“Swine!” she kept screaming, scratching at his face. “Filthy, dirty, buggering, cocksucking faggot whore!”
She lifted the lamp and tried to swing it at his head from a half-sitting position. He warded off the blow with his forearm, and the lamp bounced on the floor just out of her reach. She stretched to retrieve it. He lunged with his left foot and put it down hard on her wrist. He was practically in a split above her as he leaned down to take the lamp away from her.
In a flash she had him by the whole “shebang.” She wrenched her left arm from under his foot and took him with both hands, like hanging or swinging on a rope, tearing and pulling at his cock and balls. Her grip was a vise on him.
He grabbed a handful of her hair and dragged her toward the bed as she clung to and tore at his privates. He heard his own voice cry out in pain as hers went on filling the room with obscenities.
He had to shut her up. They’d hear downstairs and come running. “Shut up, I said!” He slapped her with his hand.
She let out a cry of pain and pulled herself up by his genitals and brought her face to them and bit hard into one of his balls. He let out a bloodcurdling scream. The agony was unbearable, and a searing pain went through his entire body.
Perry stretched both hands above his head and brought them, with something heavy in them, down on her head. There was a cracking thud, a gush of blood, and she slumped to the floor as he cupped his scrotum and swayed back and forth moaning with pain.
He’d never felt anything like it. It was all wet. Has she bitten it off? He took his hand away. It was covered with blood. Jesus, she has bitten it off
He touched himself frantically, wiping at the flood of blood that seemed to come from some sort of fountain. His only thought was his pain, and he could hear himself whimpering and grunting as he grabbed a towel from the floor and wiped gingerly at himself. He crumpled with relief when he saw he was still intact — swollen but everything in place.
Perry put a hand out to steady himself, and it slipped in something slimy, causing him to lose his balance, and his face bumped against Bet’s cheek.
He looked at her. What in the world has happened? Her head was smashed wide open. Blood covered her hair and face. How did this happen?
He was aware of silence. He’d stopped moaning, and Bet had stopped screaming. He pulled his hand out of the slippery stuff and slowly straightened above her. Where his feet straddled her was a pool of dark red. He slowly straightened his legs, righting himself painfully, still cupping his throbbing scrotum, and tried to take it all in.
The silence spoke to him. The blood-soaked room spoke to him. He understood. Bet was dead. He’d killed her.
As the realization took root, everything in him was killed too. He recoiled from the tangled body and the blood in a slow-motion ballet of horror. He held his hands out from his sides, dangling and dripping, afraid to touch anything.

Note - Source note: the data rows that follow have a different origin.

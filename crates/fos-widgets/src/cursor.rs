//! Child traversal.
//!
//! [`ChildIter`] is a borrowing iterator. [`ChildCursor`] holds no borrow,
//! so the tree can change between steps and the cursor can remove the
//! child it last returned. Both skip empty slots by looking ahead from the
//! current position instead of snapshotting occupancy.

use crate::node::Structure;
use crate::{WidgetError, WidgetId, WidgetResult, WidgetTree};

/// What sits at `index` of a container: `None` past the end,
/// `Some(None)` for an empty slot.
fn occupant(tree: &WidgetTree, container: WidgetId, index: usize) -> Option<Option<WidgetId>> {
    match &tree.widgets.get(container.0)?.structure {
        Structure::Leaf => None,
        Structure::Panel(children) => children.get(index).copied().map(Some),
        Structure::Slots(slots) => slots.get(index).copied(),
        Structure::Composite(inner) => (index == 0).then_some(*inner).filter(Option::is_some),
    }
}

/// First occupied index at or after `from`
fn next_occupied(tree: &WidgetTree, container: WidgetId, from: usize) -> Option<(usize, WidgetId)> {
    let mut index = from;
    loop {
        match occupant(tree, container, index)? {
            Some(child) => return Some((index, child)),
            None => index += 1,
        }
    }
}

/// Iterator over a container's children in index order
pub struct ChildIter<'a> {
    tree: &'a WidgetTree,
    container: WidgetId,
    next: usize,
}

impl Iterator for ChildIter<'_> {
    type Item = WidgetId;

    fn next(&mut self) -> Option<WidgetId> {
        let (index, child) = next_occupied(self.tree, self.container, self.next)?;
        self.next = index + 1;
        Some(child)
    }
}

/// Detached cursor over a container's children with removal support
#[derive(Debug, Clone)]
pub struct ChildCursor {
    container: WidgetId,
    next: usize,
    /// Index and widget returned by the last `advance`, cleared by `remove`
    last: Option<(usize, WidgetId)>,
}

impl ChildCursor {
    pub fn container(&self) -> WidgetId {
        self.container
    }

    pub fn has_next(&self, tree: &WidgetTree) -> bool {
        next_occupied(tree, self.container, self.next).is_some()
    }

    /// Advance to the next occupied position
    pub fn advance(&mut self, tree: &WidgetTree) -> WidgetResult<WidgetId> {
        let (index, child) =
            next_occupied(tree, self.container, self.next).ok_or(WidgetError::NoSuchElement)?;
        self.next = index + 1;
        self.last = Some((index, child));
        Ok(child)
    }

    /// Remove the child returned by the last call to `advance`
    pub fn remove(&mut self, tree: &mut WidgetTree) -> WidgetResult<()> {
        let (index, child) = self
            .last
            .take()
            .ok_or(WidgetError::IllegalState("remove without a preceding advance"))?;
        let container = self.container;

        let is_slots = matches!(tree.node(container)?.structure, Structure::Slots(_));
        if is_slots {
            return match occupant(tree, container, index).flatten() {
                None => Err(WidgetError::SlotEmpty { container, slot: index }),
                Some(current) if current != child => Err(WidgetError::NotAChild { parent: container, child }),
                Some(_) => tree.clear_slot(container, index).map(|_| ()),
            };
        }

        let position = tree.index_of(container, child);
        tree.remove(container, child)?;
        if let Some(position) = position {
            if position < self.next {
                self.next -= 1;
            }
        }
        Ok(())
    }
}

impl WidgetTree {
    /// Iterate over the children of a container. Empty slots are skipped;
    /// a composite yields its inner widget.
    pub fn children(&self, id: WidgetId) -> ChildIter<'_> {
        ChildIter {
            tree: self,
            container: id,
            next: 0,
        }
    }

    /// Cursor over the children of `id`
    pub fn cursor(&self, id: WidgetId) -> WidgetResult<ChildCursor> {
        self.node(id)?;
        Ok(ChildCursor {
            container: id,
            next: 0,
            last: None,
        })
    }
}

#[cfg(test)]
mod tests {
    use crate::{Config, Plain, WidgetError, WidgetTree};

    #[test]
    fn test_panel_cursor_remove_keeps_position() {
        let mut tree = WidgetTree::new(Config::default());
        let panel = tree.create_panel("div", Plain);
        let ids: Vec<_> = (0..4).map(|_| tree.create_leaf("span", Plain)).collect();
        for id in &ids {
            tree.add(panel, *id).unwrap();
        }

        let mut cursor = tree.cursor(panel).unwrap();
        let mut seen = Vec::new();
        while cursor.has_next(&tree) {
            let child = cursor.advance(&tree).unwrap();
            seen.push(child);
            if child == ids[1] || child == ids[2] {
                cursor.remove(&mut tree).unwrap();
            }
        }
        assert_eq!(seen, ids);
        assert_eq!(tree.children(panel).collect::<Vec<_>>(), vec![ids[0], ids[3]]);
        assert!(matches!(cursor.advance(&tree), Err(WidgetError::NoSuchElement)));
    }

    #[test]
    fn test_remove_requires_next() {
        let mut tree = WidgetTree::new(Config::default());
        let panel = tree.create_panel("div", Plain);
        let a = tree.create_leaf("span", Plain);
        tree.add(panel, a).unwrap();

        let mut cursor = tree.cursor(panel).unwrap();
        assert!(matches!(cursor.remove(&mut tree), Err(WidgetError::IllegalState(_))));
        cursor.advance(&tree).unwrap();
        cursor.remove(&mut tree).unwrap();
        assert!(matches!(cursor.remove(&mut tree), Err(WidgetError::IllegalState(_))));
    }

    #[test]
    fn test_slot_emptied_between_next_and_remove() {
        let mut tree = WidgetTree::new(Config::default());
        let dock = tree.create_slot_panel("div", 2, Plain);
        let a = tree.create_leaf("span", Plain);
        tree.set_slot(dock, 0, Some(a)).unwrap();

        let mut cursor = tree.cursor(dock).unwrap();
        assert_eq!(cursor.advance(&tree).unwrap(), a);
        tree.clear_slot(dock, 0).unwrap();
        assert!(matches!(
            cursor.remove(&mut tree),
            Err(WidgetError::SlotEmpty { slot: 0, .. })
        ));
    }

    #[test]
    fn test_slot_filled_after_cursor_creation_is_seen() {
        let mut tree = WidgetTree::new(Config::default());
        let dock = tree.create_slot_panel("div", 3, Plain);
        let (a, b) = (tree.create_leaf("span", Plain), tree.create_leaf("span", Plain));
        tree.set_slot(dock, 0, Some(a)).unwrap();

        let mut cursor = tree.cursor(dock).unwrap();
        assert_eq!(cursor.advance(&tree).unwrap(), a);
        assert!(!cursor.has_next(&tree));

        tree.set_slot(dock, 2, Some(b)).unwrap();
        assert!(cursor.has_next(&tree));
        assert_eq!(cursor.advance(&tree).unwrap(), b);
    }

    #[test]
    fn test_composite_yields_inner() {
        let mut tree = WidgetTree::new(Config::default());
        let composite = tree.create_composite(Plain);
        assert_eq!(tree.children(composite).count(), 0);
        let inner = tree.create_leaf("span", Plain);
        tree.init_widget(composite, inner).unwrap();
        assert_eq!(tree.children(composite).collect::<Vec<_>>(), vec![inner]);
    }
}
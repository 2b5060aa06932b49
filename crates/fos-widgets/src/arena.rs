//! Generational arena holding widget nodes.
//!
//! A removed slot bumps its generation, so a stale id held by user code
//! resolves to `None` instead of aliasing a newer widget.

/// Generational index for safe references
#[derive(Debug, Clone, Copy, PartialEq, Eq, Hash)]
pub struct GenIndex {
    pub index: u32,
    pub generation: u32,
}

impl GenIndex {
    /// Pack into a single integer (generation in the high half)
    pub fn to_bits(self) -> u64 {
        ((self.generation as u64) << 32) | self.index as u64
    }

    pub fn from_bits(bits: u64) -> Self {
        GenIndex {
            index: bits as u32,
            generation: (bits >> 32) as u32,
        }
    }
}

/// Generational arena (slot map)
#[derive(Debug)]
pub struct GenArena<T> {
    items: Vec<Option<T>>,
    generations: Vec<u32>,
    free_list: Vec<u32>,
}

impl<T> GenArena<T> {
    pub fn new() -> Self {
        Self {
            items: Vec::new(),
            generations: Vec::new(),
            free_list: Vec::new(),
        }
    }

    /// Insert item
    pub fn insert(&mut self, value: T) -> GenIndex {
        if let Some(index) = self.free_list.pop() {
            self.items[index as usize] = Some(value);
            GenIndex { index, generation: self.generations[index as usize] }
        } else {
            let index = self.items.len() as u32;
            self.items.push(Some(value));
            self.generations.push(0);
            GenIndex { index, generation: 0 }
        }
    }

    /// Get item
    pub fn get(&self, idx: GenIndex) -> Option<&T> {
        if self.generations.get(idx.index as usize) != Some(&idx.generation) {
            return None;
        }
        self.items.get(idx.index as usize)?.as_ref()
    }

    /// Get mutable item
    pub fn get_mut(&mut self, idx: GenIndex) -> Option<&mut T> {
        if self.generations.get(idx.index as usize) != Some(&idx.generation) {
            return None;
        }
        self.items.get_mut(idx.index as usize)?.as_mut()
    }

    pub fn contains(&self, idx: GenIndex) -> bool {
        self.get(idx).is_some()
    }

    /// Remove item
    pub fn remove(&mut self, idx: GenIndex) -> Option<T> {
        if !self.contains(idx) {
            return None;
        }
        let value = self.items[idx.index as usize].take();
        let generation = &mut self.generations[idx.index as usize];
        *generation = generation.wrapping_add(1);
        self.free_list.push(idx.index);
        value
    }

    pub fn len(&self) -> usize {
        self.items.len() - self.free_list.len()
    }

    pub fn is_empty(&self) -> bool {
        self.len() == 0
    }
}

impl<T> Default for GenArena<T> {
    fn default() -> Self {
        Self::new()
    }
}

By the time he’d got into the shower, he wondered how he’d got there. The water ran red, and he wondered why. He’d lost all sense of the physical world.
Back in the chaotic room, he looked at it with disbelief. It had nothing to do with him. The body on the floor was nobody he knew.
He picked up his clothes absently and went into the dressing room. Half dressed, he noticed that his uniform was covered with blood. He took it off and found an empty Bonwit Teller suit box and folded the clothes in it neatly and dressed in a smart suit with a tie that somehow matched. Straightening the tie, he noticed that there were scratches on his face and wondered how they got there. With the box under his arm, he went through the room again, looking neither to the left nor right. He was tiptoeing again, making no sound. This house wasn’t his.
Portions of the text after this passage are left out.